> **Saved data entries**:
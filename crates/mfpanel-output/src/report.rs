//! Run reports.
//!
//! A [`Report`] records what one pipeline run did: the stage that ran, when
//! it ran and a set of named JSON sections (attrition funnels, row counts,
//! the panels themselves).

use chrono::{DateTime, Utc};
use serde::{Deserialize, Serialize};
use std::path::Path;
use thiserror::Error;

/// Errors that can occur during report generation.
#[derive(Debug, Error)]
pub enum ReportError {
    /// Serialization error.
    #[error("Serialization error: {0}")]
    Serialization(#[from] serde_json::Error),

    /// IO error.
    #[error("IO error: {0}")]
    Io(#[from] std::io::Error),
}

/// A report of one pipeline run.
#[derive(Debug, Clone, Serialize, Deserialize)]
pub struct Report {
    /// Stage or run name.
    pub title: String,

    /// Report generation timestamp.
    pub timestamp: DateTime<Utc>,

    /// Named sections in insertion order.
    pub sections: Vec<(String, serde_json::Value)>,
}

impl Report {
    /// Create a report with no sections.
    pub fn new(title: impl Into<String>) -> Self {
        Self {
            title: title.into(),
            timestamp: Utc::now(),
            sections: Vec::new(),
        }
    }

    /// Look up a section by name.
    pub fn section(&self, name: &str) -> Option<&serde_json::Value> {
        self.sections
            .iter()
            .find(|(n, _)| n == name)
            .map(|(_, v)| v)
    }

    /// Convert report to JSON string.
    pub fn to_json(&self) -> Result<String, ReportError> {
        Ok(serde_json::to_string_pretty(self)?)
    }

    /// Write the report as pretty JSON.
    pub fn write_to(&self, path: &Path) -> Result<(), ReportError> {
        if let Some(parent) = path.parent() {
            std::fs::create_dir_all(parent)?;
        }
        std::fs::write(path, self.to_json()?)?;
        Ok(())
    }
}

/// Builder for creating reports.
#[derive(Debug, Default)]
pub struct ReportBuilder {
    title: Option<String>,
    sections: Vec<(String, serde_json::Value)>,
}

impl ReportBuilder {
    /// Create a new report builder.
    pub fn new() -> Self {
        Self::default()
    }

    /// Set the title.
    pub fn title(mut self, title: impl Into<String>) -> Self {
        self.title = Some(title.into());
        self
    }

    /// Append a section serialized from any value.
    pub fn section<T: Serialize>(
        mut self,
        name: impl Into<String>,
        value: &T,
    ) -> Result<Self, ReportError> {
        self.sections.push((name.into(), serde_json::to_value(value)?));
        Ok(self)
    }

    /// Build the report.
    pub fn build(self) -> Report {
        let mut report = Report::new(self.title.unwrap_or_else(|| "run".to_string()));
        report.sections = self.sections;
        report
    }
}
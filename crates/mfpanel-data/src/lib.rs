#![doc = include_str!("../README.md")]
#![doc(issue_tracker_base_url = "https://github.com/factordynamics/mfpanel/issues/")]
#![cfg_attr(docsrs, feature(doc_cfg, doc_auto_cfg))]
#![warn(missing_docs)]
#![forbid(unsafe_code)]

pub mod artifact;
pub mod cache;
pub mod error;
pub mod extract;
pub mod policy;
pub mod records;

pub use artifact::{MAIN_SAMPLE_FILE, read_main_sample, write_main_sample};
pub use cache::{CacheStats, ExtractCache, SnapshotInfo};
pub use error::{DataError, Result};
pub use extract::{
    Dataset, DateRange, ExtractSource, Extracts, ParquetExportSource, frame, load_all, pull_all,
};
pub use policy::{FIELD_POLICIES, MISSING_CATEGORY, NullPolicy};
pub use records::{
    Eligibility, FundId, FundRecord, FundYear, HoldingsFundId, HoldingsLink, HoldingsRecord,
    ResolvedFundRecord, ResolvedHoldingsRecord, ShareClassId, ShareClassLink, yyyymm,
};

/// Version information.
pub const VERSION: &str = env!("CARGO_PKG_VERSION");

==

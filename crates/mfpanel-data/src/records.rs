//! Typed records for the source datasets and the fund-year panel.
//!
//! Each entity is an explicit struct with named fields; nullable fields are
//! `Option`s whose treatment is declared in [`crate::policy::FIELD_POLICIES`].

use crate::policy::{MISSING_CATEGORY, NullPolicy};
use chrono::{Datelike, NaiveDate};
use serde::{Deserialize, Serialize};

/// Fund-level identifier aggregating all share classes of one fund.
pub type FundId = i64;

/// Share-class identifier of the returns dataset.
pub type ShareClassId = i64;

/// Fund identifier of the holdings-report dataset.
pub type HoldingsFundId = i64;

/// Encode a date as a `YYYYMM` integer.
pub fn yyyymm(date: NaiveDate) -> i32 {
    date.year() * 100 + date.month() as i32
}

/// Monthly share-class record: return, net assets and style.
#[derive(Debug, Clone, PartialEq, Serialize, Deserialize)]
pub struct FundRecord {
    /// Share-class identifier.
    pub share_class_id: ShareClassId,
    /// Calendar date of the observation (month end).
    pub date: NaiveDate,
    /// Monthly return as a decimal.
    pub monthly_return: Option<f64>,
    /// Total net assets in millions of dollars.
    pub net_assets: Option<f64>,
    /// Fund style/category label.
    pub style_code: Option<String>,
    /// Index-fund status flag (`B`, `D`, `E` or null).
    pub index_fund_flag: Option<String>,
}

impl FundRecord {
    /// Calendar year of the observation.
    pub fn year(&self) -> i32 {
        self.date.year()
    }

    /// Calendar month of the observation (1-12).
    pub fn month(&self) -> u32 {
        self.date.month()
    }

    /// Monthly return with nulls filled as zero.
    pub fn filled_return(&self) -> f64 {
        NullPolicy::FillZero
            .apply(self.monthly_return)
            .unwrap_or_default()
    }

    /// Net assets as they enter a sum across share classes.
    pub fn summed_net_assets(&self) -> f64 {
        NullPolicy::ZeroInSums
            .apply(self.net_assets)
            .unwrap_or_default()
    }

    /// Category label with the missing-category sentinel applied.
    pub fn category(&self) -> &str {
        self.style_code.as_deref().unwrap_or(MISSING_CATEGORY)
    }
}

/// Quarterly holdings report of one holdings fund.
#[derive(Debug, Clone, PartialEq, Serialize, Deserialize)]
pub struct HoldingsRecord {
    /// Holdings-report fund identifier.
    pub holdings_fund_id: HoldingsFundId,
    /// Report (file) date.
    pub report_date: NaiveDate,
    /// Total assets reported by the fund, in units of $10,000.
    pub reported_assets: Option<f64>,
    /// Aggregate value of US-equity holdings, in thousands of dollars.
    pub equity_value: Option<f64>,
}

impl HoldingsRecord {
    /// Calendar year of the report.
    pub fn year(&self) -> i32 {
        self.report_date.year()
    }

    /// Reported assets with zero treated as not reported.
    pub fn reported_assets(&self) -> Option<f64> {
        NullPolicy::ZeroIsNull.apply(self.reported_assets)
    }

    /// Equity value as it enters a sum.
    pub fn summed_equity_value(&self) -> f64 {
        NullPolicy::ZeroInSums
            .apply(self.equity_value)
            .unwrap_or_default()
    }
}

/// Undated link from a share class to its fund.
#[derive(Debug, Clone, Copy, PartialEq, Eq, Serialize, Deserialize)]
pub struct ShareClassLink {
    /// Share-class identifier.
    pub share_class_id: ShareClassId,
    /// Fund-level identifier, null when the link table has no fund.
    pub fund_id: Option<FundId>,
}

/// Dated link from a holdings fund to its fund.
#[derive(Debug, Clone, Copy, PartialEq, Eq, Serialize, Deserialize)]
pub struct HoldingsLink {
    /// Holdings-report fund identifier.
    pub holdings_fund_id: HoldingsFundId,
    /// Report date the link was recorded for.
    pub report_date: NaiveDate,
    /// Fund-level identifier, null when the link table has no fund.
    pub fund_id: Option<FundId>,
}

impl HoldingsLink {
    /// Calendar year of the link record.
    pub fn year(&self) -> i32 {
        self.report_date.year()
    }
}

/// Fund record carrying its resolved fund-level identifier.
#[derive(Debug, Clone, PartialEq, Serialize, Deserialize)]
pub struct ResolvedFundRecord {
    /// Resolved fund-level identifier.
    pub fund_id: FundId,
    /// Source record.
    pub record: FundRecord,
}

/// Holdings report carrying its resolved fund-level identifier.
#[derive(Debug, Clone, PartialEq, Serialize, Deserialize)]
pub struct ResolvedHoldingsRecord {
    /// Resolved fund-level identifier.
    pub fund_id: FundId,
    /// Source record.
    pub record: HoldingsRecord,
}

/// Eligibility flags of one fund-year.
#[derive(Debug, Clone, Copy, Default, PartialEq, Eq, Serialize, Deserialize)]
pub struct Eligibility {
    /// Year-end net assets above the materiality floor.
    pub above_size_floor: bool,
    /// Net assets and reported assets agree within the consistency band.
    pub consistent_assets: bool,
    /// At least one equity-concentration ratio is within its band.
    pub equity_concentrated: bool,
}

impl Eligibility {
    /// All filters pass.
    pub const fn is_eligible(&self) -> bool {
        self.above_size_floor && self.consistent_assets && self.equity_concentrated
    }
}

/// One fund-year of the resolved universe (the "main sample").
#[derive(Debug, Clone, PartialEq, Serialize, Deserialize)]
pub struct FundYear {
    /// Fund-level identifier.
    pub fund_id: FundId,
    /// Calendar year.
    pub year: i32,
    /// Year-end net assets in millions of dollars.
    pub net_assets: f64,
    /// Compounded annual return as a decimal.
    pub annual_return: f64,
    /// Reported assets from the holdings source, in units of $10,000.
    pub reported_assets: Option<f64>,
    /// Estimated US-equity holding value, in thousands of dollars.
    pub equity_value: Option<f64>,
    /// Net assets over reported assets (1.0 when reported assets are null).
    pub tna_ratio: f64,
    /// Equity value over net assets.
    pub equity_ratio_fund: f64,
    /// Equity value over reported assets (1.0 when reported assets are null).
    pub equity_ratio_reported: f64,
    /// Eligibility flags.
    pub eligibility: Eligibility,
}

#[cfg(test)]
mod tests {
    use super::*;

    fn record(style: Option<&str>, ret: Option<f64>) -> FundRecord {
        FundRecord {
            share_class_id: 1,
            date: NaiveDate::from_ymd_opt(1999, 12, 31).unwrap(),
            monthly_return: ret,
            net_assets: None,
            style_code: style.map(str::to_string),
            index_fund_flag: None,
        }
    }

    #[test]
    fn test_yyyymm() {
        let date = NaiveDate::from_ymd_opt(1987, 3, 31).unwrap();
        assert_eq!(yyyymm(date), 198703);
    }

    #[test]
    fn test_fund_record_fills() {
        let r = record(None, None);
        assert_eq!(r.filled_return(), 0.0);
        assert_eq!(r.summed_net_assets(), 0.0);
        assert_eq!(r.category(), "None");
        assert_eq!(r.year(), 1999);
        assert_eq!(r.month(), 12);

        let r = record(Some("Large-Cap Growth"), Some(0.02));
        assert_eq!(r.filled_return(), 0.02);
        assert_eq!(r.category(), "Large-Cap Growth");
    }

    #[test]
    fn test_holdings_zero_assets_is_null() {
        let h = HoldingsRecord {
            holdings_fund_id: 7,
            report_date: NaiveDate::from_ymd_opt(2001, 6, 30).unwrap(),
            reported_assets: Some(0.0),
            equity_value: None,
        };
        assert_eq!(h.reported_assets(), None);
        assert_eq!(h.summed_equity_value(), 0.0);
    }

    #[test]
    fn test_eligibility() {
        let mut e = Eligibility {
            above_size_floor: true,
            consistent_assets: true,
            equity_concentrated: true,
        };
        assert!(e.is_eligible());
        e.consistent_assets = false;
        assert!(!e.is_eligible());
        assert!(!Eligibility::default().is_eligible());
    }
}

> **TASK ITEM**: Report each line of the data that includes the string "Serialization".

> **SOLUTION TO THIS EXERCISE**:
    /// Serialization error.
    #[error("Serialization error: {0}")]
    Serialization(#[from] serde_json::Error),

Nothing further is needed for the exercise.